The encoder system can have at least one secondary coil set made up of a plurality of secondary coils, wherein the secondary coils of the at least one secondary coil set can be brought into contact differently to the at least one receiver line set. The secondary coils can be brought into contact with the at least one receiver line set using connecting conductor tracks. A receiver circuit is preferably formed by a receiver line set, the secondary coils in contact therewith and, if necessary, the connecting conductor tracks used for the respective contacting. Particularly preferably, the secondary coils in contact with the same receiver line set have different flow directions. This allows the position of the target to be absolutely determined in the region of the at least one secondary coil set. Preferably, the different flow directions are realized in that the secondary coils in contact with the same receiver line set are polarized differently.
In a preferred embodiment of the invention, the at least one receiver track has a first receiver line set and a second receiver line set, and the at least one secondary coil set has a first secondary coil, a second secondary coil, a third secondary coil, and a fourth secondary coil, the first secondary coil and the third secondary coil being in contact with the first receiver line set and the second secondary coil and the fourth secondary coil being in contact with the second receiver line set. The first to fourth secondary coils are particularly preferably arranged adjacent to one another in ascending order.

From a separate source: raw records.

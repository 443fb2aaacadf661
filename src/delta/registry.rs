//! Per-scope cache registry.
//!
//! Each distinct [`ScopeKey`] owns exactly one [`DeltaCache`]. Caches are
//! created lazily from a [`HydrationSource`] and then kept current by routing
//! ingested batches to every cache whose scope can see them.

use std::sync::Arc;

use dashmap::DashMap;
use dashmap::mapref::entry::Entry;
use metrics::gauge;
use tracing::{debug, info};

use super::cache::DeltaCache;
use super::config::DeltaConfig;
use super::events::DeltaEvent;
use super::keys::ScopeKey;
use super::source::{HydrationSource, SourceError};

const METRIC_MEMORY_BYTES: &str = "flagsync_delta_memory_bytes";
const METRIC_REGISTRY_CACHES: &str = "flagsync_registry_caches";

pub struct DeltaRegistry {
    config: DeltaConfig,
    caches: DashMap<ScopeKey, Arc<DeltaCache>>,
}

impl DeltaRegistry {
    pub fn new(config: DeltaConfig) -> Self {
        Self {
            config,
            caches: DashMap::new(),
        }
    }

    pub fn config(&self) -> &DeltaConfig {
        &self.config
    }

    pub fn get(&self, scope: &ScopeKey) -> Option<Arc<DeltaCache>> {
        self.caches.get(scope).map(|entry| Arc::clone(entry.value()))
    }

    /// The cache for `scope`, hydrating a new one on first access.
    ///
    /// When two callers race to create the same scope, the first insert wins
    /// and the other hydration is dropped.
    pub async fn get_or_hydrate(
        &self,
        scope: &ScopeKey,
        source: &dyn HydrationSource,
    ) -> Result<Arc<DeltaCache>, SourceError> {
        if let Some(cache) = self.get(scope) {
            return Ok(cache);
        }

        let hydration = source.hydrate(scope).await?;
        let revision = hydration.event_id;
        let feature_count = hydration.features.len();

        let (cache, created) = match self.caches.entry(scope.clone()) {
            Entry::Occupied(entry) => (Arc::clone(entry.get()), false),
            Entry::Vacant(entry) => {
                let cache = Arc::new(DeltaCache::new(hydration, &self.config));
                entry.insert(Arc::clone(&cache));
                (cache, true)
            }
        };

        if created {
            info!(
                scope = %scope,
                revision,
                feature_count,
                "Delta cache hydrated"
            );
            self.report_size();
        }

        Ok(cache)
    }

    /// Deliver a batch to every cache that can see it.
    ///
    /// Feature events are delivered to caches of `environment` (every
    /// environment for `None`) whose scope includes the feature's project.
    /// Segments are global, so segment events reach every cache. Returns the
    /// number of caches that received events.
    pub fn ingest(&self, environment: Option<&str>, events: &[DeltaEvent]) -> usize {
        if events.is_empty() {
            return 0;
        }

        let targets: Vec<(ScopeKey, Arc<DeltaCache>)> = self
            .caches
            .iter()
            .map(|entry| (entry.key().clone(), Arc::clone(entry.value())))
            .collect();

        let mut updated = 0;
        for (scope, cache) in targets {
            let in_environment = environment.is_none_or(|env| scope.environment() == env);
            let visible: Vec<DeltaEvent> = events
                .iter()
                .filter(|event| match event.project() {
                    Some(project) => in_environment && scope.includes_project(project),
                    None => true,
                })
                .cloned()
                .collect();
            if visible.is_empty() {
                continue;
            }
            cache.add_events(&visible);
            updated += 1;
        }

        debug!(
            environment = environment.unwrap_or("*"),
            event_count = events.len(),
            caches_updated = updated,
            "Delta batch routed"
        );
        self.report_footprint();

        updated
    }

    /// Deliver a batch to every environment.
    pub fn ingest_all(&self, events: &[DeltaEvent]) -> usize {
        self.ingest(None, events)
    }

    pub fn remove(&self, scope: &ScopeKey) -> bool {
        let removed = self.caches.remove(scope).is_some();
        if removed {
            self.report_size();
            self.report_footprint();
        }
        removed
    }

    pub fn clear(&self) {
        self.caches.clear();
        self.report_size();
        self.report_footprint();
    }

    pub fn len(&self) -> usize {
        self.caches.len()
    }

    pub fn is_empty(&self) -> bool {
        self.caches.is_empty()
    }

    /// Live scopes in sorted order.
    pub fn scopes(&self) -> Vec<ScopeKey> {
        let mut scopes: Vec<ScopeKey> = self.caches.iter().map(|e| e.key().clone()).collect();
        scopes.sort();
        scopes
    }

    /// Serialized size of every live cache, in bytes.
    pub fn footprint_bytes(&self) -> usize {
        self.caches
            .iter()
            .map(|entry| entry.value().footprint_bytes())
            .sum()
    }

    fn report_footprint(&self) {
        gauge!(METRIC_MEMORY_BYTES).set(self.footprint_bytes() as f64);
    }

    fn report_size(&self) {
        gauge!(METRIC_REGISTRY_CACHES).set(self.caches.len() as f64);
    }
}

impl Default for DeltaRegistry {
    fn default() -> Self {
        Self::new(DeltaConfig::default())
    }
}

In particular if no target is arranged above the secondary coil assembly, the voltages induced in the first secondary coil and the voltages induced in the third secondary coil can be at least approximately the same in magnitude. The same preferably applies to the voltages induced in the second secondary coil and the fourth secondary coil. Due to the different flow direction of the secondary coils in contact with the same receiver line set, at least approximately no current flows in the respective receiver circuit, as long as there is no target above the secondary coil assembly. If the target is at least partially arranged above one of the secondary coils, the voltage induced in this secondary coil can change in comparison to the other secondary coil arranged in the same receiver circuit so that a current can flow in the corresponding receiver circuit. The target is preferably designed in such a way that it can completely cover at most one of the secondary coils. Because the secondary coils that are not directly adjacent to one another are each arranged in the same receiver circuit, the resolution of the encoder system can be improved.
If the encoder system has a plurality of successive secondary coil assemblies, the target is preferably designed in such a way that it has a plurality of target elements. The target elements are preferably arranged at such a distance from one another that the corresponding secondary coils of two successive secondary coil assemblies can be covered. The target can therefore be designed as a grid. This allows the target to be arranged over the corresponding secondary coils at the same time.

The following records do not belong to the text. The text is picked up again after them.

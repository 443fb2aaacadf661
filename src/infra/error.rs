use thiserror::Error;

#[derive(Debug, Error)]
pub enum InfraError {
    #[error("io error: {0}")]
    Io(#[from] std::io::Error),
    #[error("telemetry initialization failed: {0}")]
    Telemetry(String),
    #[error("configuration error: {message}")]
    Configuration { message: String },
}

impl InfraError {
    pub fn configuration(message: impl Into<String>) -> Self {
        Self::Configuration {
            message: message.into(),
        }
    }

    pub fn telemetry(message: impl Into<String>) -> Self {
        Self::Telemetry(message.into())
    }
}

In a further development of the invention, the encoder system has at least one receiver track, a third receiver line set, and a fourth receiver line set. In addition, the at least one secondary coil set can have a fifth secondary coil, a sixth secondary coil, a seventh secondary coil, and an eighth secondary coil, the fifth secondary coil and the seventh secondary coil being in contact with the third receiver line set and the sixth secondary coil and the eighth secondary coil being in contact with the fourth receiver line set. As a result, the region of a secondary coil set and thus preferably the area in which the position of a target can be determined absolutely can be made particularly large and/or have a particularly high concentration of secondary coils, as a result of which the resolution of the encoder system can be increased.
The invention can be designed such that the first receiver line set and the third receiver line set are in electrically conductive contact with one another, and that the second receiver line set and the fourth receiver line set are in electrically conductive contact with one another. As a result, when using the encoder system, it may be sufficient to connect two of the receiver line sets to an evaluation unit. Preferably, the first receiver line set and the third receiver line set and the second receiver line set and the fourth receiver line set are in contact with one another in such a way that the adjacent secondary coils have different flow directions.

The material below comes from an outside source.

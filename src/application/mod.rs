//! Application services layer.

pub mod error;
pub mod sync;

Preferably, the secondary coils in contact with the same receiver line set are arranged offset in the longitudinal direction in different blocks. This allows the resolution of the encoder system to be increased, particularly with the same coil dimensions. The offset is preferably between half and twice the dimension of a secondary coil in the longitudinal direction.
In a further development of the invention, the inductive encoder system has a first receiver track and a second receiver track, the first receiver track having a plurality of secondary coil sets and the second receiver track having exactly one secondary coil set. The first receiver track and the second receiver track are preferably arranged next to one another in the longitudinal direction. Using the first receiver track, the position of the target can be determined with a relatively high level of accuracy. Using the second receiver track, the position of the target can be determined absolutely over the entire length of the encoder system. This allows the position of the target to be absolutely determined over the entire length of the encoder system with a relatively high level of accuracy.
Particularly preferably, the at least one primary coil is arranged on a first conductor support level and the secondary coil assembly is arranged on a second conductor support level. In addition, the at least one receiver line set can be arranged on the second conductor support level. In particular, if the at least one receiver line set is arranged outside the modulation range, the secondary coils can thereby be in contact with the at least one receiver line set without plated through-holes being required.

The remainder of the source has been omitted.